- Active: 1 May 1938–20 February 1944 1 April 1947 – 27 September 1948 (as 62 AA Bde)
- Country: United Kingdom
- Branch: Territorial Army
- Type: Anti-Aircraft Brigade
- Role: Air Defence
- Part of: 3rd AA Division 7th AA Division 6th AA Group
- Garrison/HQ: Edinburgh South Queensferry
- Engagements: The Blitz

= 36th (Scottish) Anti-Aircraft Brigade =

36th (Scottish) Anti-Aircraft Brigade was an air defence formation of Britain's Territorial Army, created in the period of tension before the outbreak of the Second World War.
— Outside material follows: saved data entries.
use crux_core::testing::AppTester;
use crux_core::App as _;
use geojson::FeatureCollection;

use librarymap::event::{Coordinate, LocationId, LocationQuery, TravelModeId, Viewport, Zoom};
use librarymap::isochrones::IsochroneDto;
use librarymap::locations::{LibraryEvent, LocationDto, OpeningHoursDto, TravelMode};
use librarymap::model::Panel;
use librarymap::{App, Effect, Event, Model};

const MONDAY_10AM_MS: u64 = 1_551_693_600_000; // 2019-03-04T10:00:00Z
const MONDAY_6PM_MS: u64 = 1_551_722_400_000; // 2019-03-04T18:00:00Z

fn loc(name: &str) -> LocationId {
    LocationId::new(name)
}

fn position() -> Coordinate {
    Coordinate::new(50.3732, -4.1429).unwrap()
}

fn location_dto(name: &str) -> LocationDto {
    LocationDto {
        location_name: name.into(),
        latitude: 50.3715,
        longitude: -4.1427,
        opening_hours: vec![OpeningHoursDto {
            day: "monday".into(),
            opens: "09:00".into(),
            closes: "17:00".into(),
        }],
        facilities: vec![],
    }
}

fn load_locations(app: &AppTester<App, Effect>, model: &mut Model, names: &[&str]) {
    app.update(
        Event::LocationsFetched {
            query: LocationQuery::Gps {
                position: position(),
            },
            result: Ok(names.iter().map(|n| location_dto(n)).collect()),
        },
        model,
    );
}

fn load_travel_modes(app: &AppTester<App, Effect>, model: &mut Model) {
    app.update(
        Event::TravelModesFetched {
            result: Ok(vec![
                TravelMode {
                    id: TravelModeId::new("walk"),
                    description: "Walking".into(),
                },
                TravelMode {
                    id: TravelModeId::new("cycle"),
                    description: "Cycling".into(),
                },
            ]),
        },
        model,
    );
}

fn http_count(effects: &[Effect]) -> usize {
    effects
        .iter()
        .filter(|e| matches!(e, Effect::Http(_)))
        .count()
}

#[test]
fn the_app_starts_on_the_list() {
    let model = Model::default();
    assert_eq!(model.panel, Panel::List);
    let view = App.view(&model);
    assert!(view.detail.is_none());
}

#[test]
fn selecting_a_location_opens_its_detail_and_replaces_any_open_one() {
    let app = AppTester::<App, Effect>::default();
    let mut model = Model::default();
    load_locations(&app, &mut model, &["Central Library", "Efford Library"]);

    app.update(
        Event::LocationSelected {
            location: loc("Central Library"),
        },
        &mut model,
    );
    assert_eq!(model.panel, Panel::Detail(loc("Central Library")));
    assert_eq!(
        App.view(&model).detail.unwrap().id,
        loc("Central Library")
    );

    // Opening another detail replaces the first; details never stack.
    app.update(
        Event::LocationSelected {
            location: loc("Efford Library"),
        },
        &mut model,
    );
    assert_eq!(model.panel, Panel::Detail(loc("Efford Library")));
    assert_eq!(App.view(&model).detail.unwrap().id, loc("Efford Library"));

    app.update(Event::DetailClosed, &mut model);
    assert_eq!(model.panel, Panel::List);
    assert!(App.view(&model).detail.is_none());
}

#[test]
fn opening_a_detail_requests_geometries_for_every_known_mode() {
    let app = AppTester::<App, Effect>::default();
    let mut model = Model::default();
    load_locations(&app, &mut model, &["Central Library"]);
    load_travel_modes(&app, &mut model);

    let update = app.update(
        Event::LocationSelected {
            location: loc("Central Library"),
        },
        &mut model,
    );
    assert_eq!(http_count(&update.effects), 1);
    for mode_name in ["walk", "cycle"] {
        let entry = model
            .isochrones
            .entry(&loc("Central Library"), &TravelModeId::new(mode_name))
            .unwrap();
        assert!(entry.in_flight);
    }
}

#[test]
fn travel_modes_arriving_late_still_fill_an_open_detail() {
    let app = AppTester::<App, Effect>::default();
    let mut model = Model::default();
    load_locations(&app, &mut model, &["Central Library"]);

    // Detail opens before the reference data has loaded: nothing to fetch.
    let update = app.update(
        Event::LocationSelected {
            location: loc("Central Library"),
        },
        &mut model,
    );
    assert_eq!(http_count(&update.effects), 0);

    // When the travel types land, the open detail fetches its geometries.
    let update = app.update(
        Event::TravelModesFetched {
            result: Ok(vec![TravelMode {
                id: TravelModeId::new("walk"),
                description: "Walking".into(),
            }]),
        },
        &mut model,
    );
    assert_eq!(http_count(&update.effects), 1);
}

#[test]
fn the_detail_panel_reflects_toggle_state_and_local_events() {
    let app = AppTester::<App, Effect>::default();
    let mut model = Model::default();
    load_locations(&app, &mut model, &["Central Library", "Efford Library"]);
    load_travel_modes(&app, &mut model);
    app.update(
        Event::EventsFetched {
            result: Ok(vec![
                LibraryEvent {
                    title: "Story time".into(),
                    location: loc("Central Library"),
                    description: None,
                    starts: None,
                    ends: None,
                },
                LibraryEvent {
                    title: "Book club".into(),
                    location: loc("Efford Library"),
                    description: None,
                    starts: None,
                    ends: None,
                },
            ]),
        },
        &mut model,
    );

    app.update(
        Event::LocationSelected {
            location: loc("Central Library"),
        },
        &mut model,
    );
    app.update(
        Event::IsochroneToggled {
            location: loc("Central Library"),
            mode: TravelModeId::new("walk"),
        },
        &mut model,
    );

    let detail = App.view(&model).detail.unwrap();
    assert_eq!(detail.events.len(), 1, "only this location's events");
    assert_eq!(detail.events[0].title, "Story time");

    let walk = detail
        .travel_modes
        .iter()
        .find(|m| m.id == TravelModeId::new("walk"))
        .unwrap();
    assert!(walk.selected);
    assert!(walk.fetching);
    assert!(!walk.retrieved);
}

#[test]
fn a_late_completion_updates_the_cache_but_not_the_panel() {
    let app = AppTester::<App, Effect>::default();
    let mut model = Model::default();
    load_locations(&app, &mut model, &["Central Library"]);
    load_travel_modes(&app, &mut model);

    app.update(
        Event::LocationSelected {
            location: loc("Central Library"),
        },
        &mut model,
    );
    app.update(Event::DetailClosed, &mut model);

    app.update(
        Event::IsochronesFetched {
            location: loc("Central Library"),
            requested: vec![TravelModeId::new("walk"), TravelModeId::new("cycle")],
            result: Ok(vec![IsochroneDto {
                travel: TravelModeId::new("walk"),
                iso: FeatureCollection {
                    bbox: None,
                    features: vec![],
                    foreign_members: None,
                },
            }]),
        },
        &mut model,
    );

    assert_eq!(model.panel, Panel::List, "no forced navigation");
    assert!(App.view(&model).detail.is_none());
    let entry = model
        .isochrones
        .entry(&loc("Central Library"), &TravelModeId::new("walk"))
        .unwrap();
    assert!(entry.retrieved, "the cache still benefits");
}

#[test]
fn a_detail_for_an_unknown_location_renders_empty() {
    let app = AppTester::<App, Effect>::default();
    let mut model = Model::default();
    load_locations(&app, &mut model, &["Central Library"]);

    app.update(
        Event::LocationSelected {
            location: loc("Atlantis Library"),
        },
        &mut model,
    );
    assert_eq!(model.panel, Panel::Detail(loc("Atlantis Library")));
    assert!(App.view(&model).detail.is_none());
}

#[test]
fn viewport_requests_flow_through_to_the_map() {
    let app = AppTester::<App, Effect>::default();
    let mut model = Model::default();

    let viewport = Viewport {
        center: Coordinate::new(50.39, -4.11).unwrap(),
        zoom: Zoom::new(15.0).unwrap(),
        pitch: 40.0,
        bearing: 20.0,
    };
    app.update(Event::ViewportRequested { viewport }, &mut model);
    assert_eq!(App.view(&model).map.viewport, viewport);
}

#[test]
fn open_state_follows_the_clock() {
    let app = AppTester::<App, Effect>::default();
    let mut model = Model::default();
    app.update(Event::Started { now_ms: MONDAY_10AM_MS }, &mut model);
    load_locations(&app, &mut model, &["Central Library"]);

    let view = App.view(&model);
    assert!(view.list[0].open_state.is_open(), "open at 10:00 on Monday");

    app.update(
        Event::ClockTick {
            generation: 0,
            now_ms: MONDAY_6PM_MS,
        },
        &mut model,
    );
    let view = App.view(&model);
    assert!(
        !view.list[0].open_state.is_open(),
        "closed at 18:00 without a network roundtrip"
    );
}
It was responsible for defending eastern Scotland.

==Origins==
Large numbers of Territorial Army (TA) units were converted to anti-aircraft (AA) and searchlight roles in the Royal Artillery (RA) and Royal Engineers (RE) during the 1930s, and higher formations were required to control them. 36th (Scottish) Anti-Aircraft Brigade (36 AA Bde) was formed on 1 May 1938 at Edinburgh, to command the units responsible for the air defence of Edinburgh and the Firth of Forth. Its first commander was Brigadier G.C. Kemp (appointed 1 May 1938). Initially the brigade was formed within Scottish Command, later being subordinated to 3rd Anti-Aircraft Division when that formation was raised at Edinburgh on 1 September 1938 to command all the AA defences of Scotland and Northern Ireland. Subsequently, Anti-Aircraft Command was created on 1 April 1939 and took control of AA Defence throughout the United Kingdom.

==Mobilisation==
The TA's AA units were mobilised on 23 September 1938 during the Munich Crisis, units manning their emergency positions within 24 hours, even though many did not yet have their full complement of men or equipment. The emergency lasted three weeks, and they were stood down on 13 October. In February 1939 the existing AA defences came under the control of a new Anti-Aircraft Command. In June a partial mobilisation of TA units was begun in a process known as 'couverture', whereby each AA unit did a month's tour of duty in rotation to man selected AA and searchlight positions. On 24 August, ahead of the declaration of war, AA Command was fully mobilised at its war stations.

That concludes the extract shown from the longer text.